[Start of section]

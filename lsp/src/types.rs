//! Public types consumed by the binary and by other hosts.
//!
//! A host constructs [`DiagnosticsConfig`], feeds [`EditorEvent`]s into the
//! bridge, and reads [`DiagnosticsSnapshot`]s for display.

use serde::Deserialize;

use fu_types::{Diagnostic, DocumentId, TextDocument};

fn default_language_id() -> String {
    String::from("fu")
}

fn default_source() -> String {
    String::from("fu")
}

fn default_file_extensions() -> Vec<String> {
    vec![String::from("fu")]
}

/// Configuration for the diagnostics bridge.
#[derive(Debug, Clone, PartialEq, Eq, Deserialize)]
pub struct DiagnosticsConfig {
    /// Language tag a document must carry to be parsed. Default: "fu".
    #[serde(default = "default_language_id")]
    pub language_id: String,
    /// Source label attached to published diagnostics. Default: "fu".
    #[serde(default = "default_source")]
    pub source: String,
    /// File extensions treated as `language_id` when reading from disk.
    #[serde(default = "default_file_extensions")]
    pub file_extensions: Vec<String>,
}

impl Default for DiagnosticsConfig {
    fn default() -> Self {
        Self {
            language_id: default_language_id(),
            source: default_source(),
            file_extensions: default_file_extensions(),
        }
    }
}

impl DiagnosticsConfig {
    /// Language tag for a file extension, if it is one of ours.
    #[must_use]
    pub fn language_for_extension(&self, extension: &str) -> Option<&str> {
        self.file_extensions
            .iter()
            .any(|ext| ext == extension)
            .then_some(self.language_id.as_str())
    }
}

/// A document lifecycle event from the host editor.
#[derive(Debug, Clone, Copy)]
pub enum EditorEvent<'a> {
    /// Focus moved to another editor (or to none). Also used for the editor
    /// that is focused when the session starts.
    ActiveEditorChanged(Option<&'a TextDocument>),
    /// The text of a document changed.
    DocumentChanged(&'a TextDocument),
}

/// Immutable snapshot of every non-empty diagnostic sequence, sorted by
/// document identity.
#[derive(Debug, Clone, Default)]
pub struct DiagnosticsSnapshot {
    files: Vec<(DocumentId, Vec<Diagnostic>)>,
}

impl DiagnosticsSnapshot {
    pub(crate) fn new(files: Vec<(DocumentId, Vec<Diagnostic>)>) -> Self {
        Self { files }
    }

    #[must_use]
    pub fn files(&self) -> &[(DocumentId, Vec<Diagnostic>)] {
        &self.files
    }

    #[must_use]
    pub fn is_empty(&self) -> bool {
        self.files.is_empty()
    }

    /// Total diagnostic count across all documents.
    #[must_use]
    pub fn total_count(&self) -> usize {
        self.files.iter().map(|(_, items)| items.len()).sum()
    }
}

[End of section]

» Exercise directions
Transcribe every record above word for word.

» Answer for the task
filename lsp/src/types.rs
//! Public types consumed by the binary and by other hosts.
//!
//! A host constructs [`DiagnosticsConfig`], feeds [`EditorEvent`]s into the
//! bridge, and reads [`DiagnosticsSnapshot`]s for display.

use serde::Deserialize;

use fu_types::{Diagnostic, DocumentId, TextDocument};

fn default_language_id() -> String {
    String::from("fu")
}

fn default_source() -> String {
    String::from("fu")
}

fn default_file_extensions() -> Vec<String> {
    vec![String::from("fu")]
}

/// Configuration for the diagnostics bridge.
#[derive(Debug, Clone, PartialEq, Eq, Deserialize)]
pub struct DiagnosticsConfig {
    /// Language tag a document must carry to be parsed. Default: "fu".
    #[serde(default = "default_language_id")]
    pub language_id: String,
    /// Source label attached to published diagnostics. Default: "fu".
    #[serde(default = "default_source")]
    pub source: String,
    /// File extensions treated as `language_id` when reading from disk.
    #[serde(default = "default_file_extensions")]
    pub file_extensions: Vec<String>,
}

impl Default for DiagnosticsConfig {
    fn default() -> Self {
        Self {
            language_id: default_language_id(),
            source: default_source(),
            file_extensions: default_file_extensions(),
        }
    }
}

impl DiagnosticsConfig {
    /// Language tag for a file extension, if it is one of ours.
    #[must_use]
    pub fn language_for_extension(&self, extension: &str) -> Option<&str> {
        self.file_extensions
            .iter()
            .any(|ext| ext == extension)
            .then_some(self.language_id.as_str())
    }
}

/// A document lifecycle event from the host editor.
#[derive(Debug, Clone, Copy)]
pub enum EditorEvent<'a> {
    /// Focus moved to another editor (or to none). Also used for the editor
    /// that is focused when the session starts.
    ActiveEditorChanged(Option<&'a TextDocument>),
    /// The text of a document changed.
    DocumentChanged(&'a TextDocument),
}

/// Immutable snapshot of every non-empty diagnostic sequence, sorted by
/// document identity.
#[derive(Debug, Clone, Default)]
pub struct DiagnosticsSnapshot {
    files: Vec<(DocumentId, Vec<Diagnostic>)>,
}

impl DiagnosticsSnapshot {
    pub(crate) fn new(files: Vec<(DocumentId, Vec<Diagnostic>)>) -> Self {
        Self { files }
    }

    #[must_use]
    pub fn files(&self) -> &[(DocumentId, Vec<Diagnostic>)] {
        &self.files
    }

    #[must_use]
    pub fn is_empty(&self) -> bool {
        self.files.is_empty()
    }

    /// Total diagnostic count across all documents.
    #[must_use]
    pub fn total_count(&self) -> usize {
        self.files.iter().map(|(_, items)| items.len()).sum()
    }
}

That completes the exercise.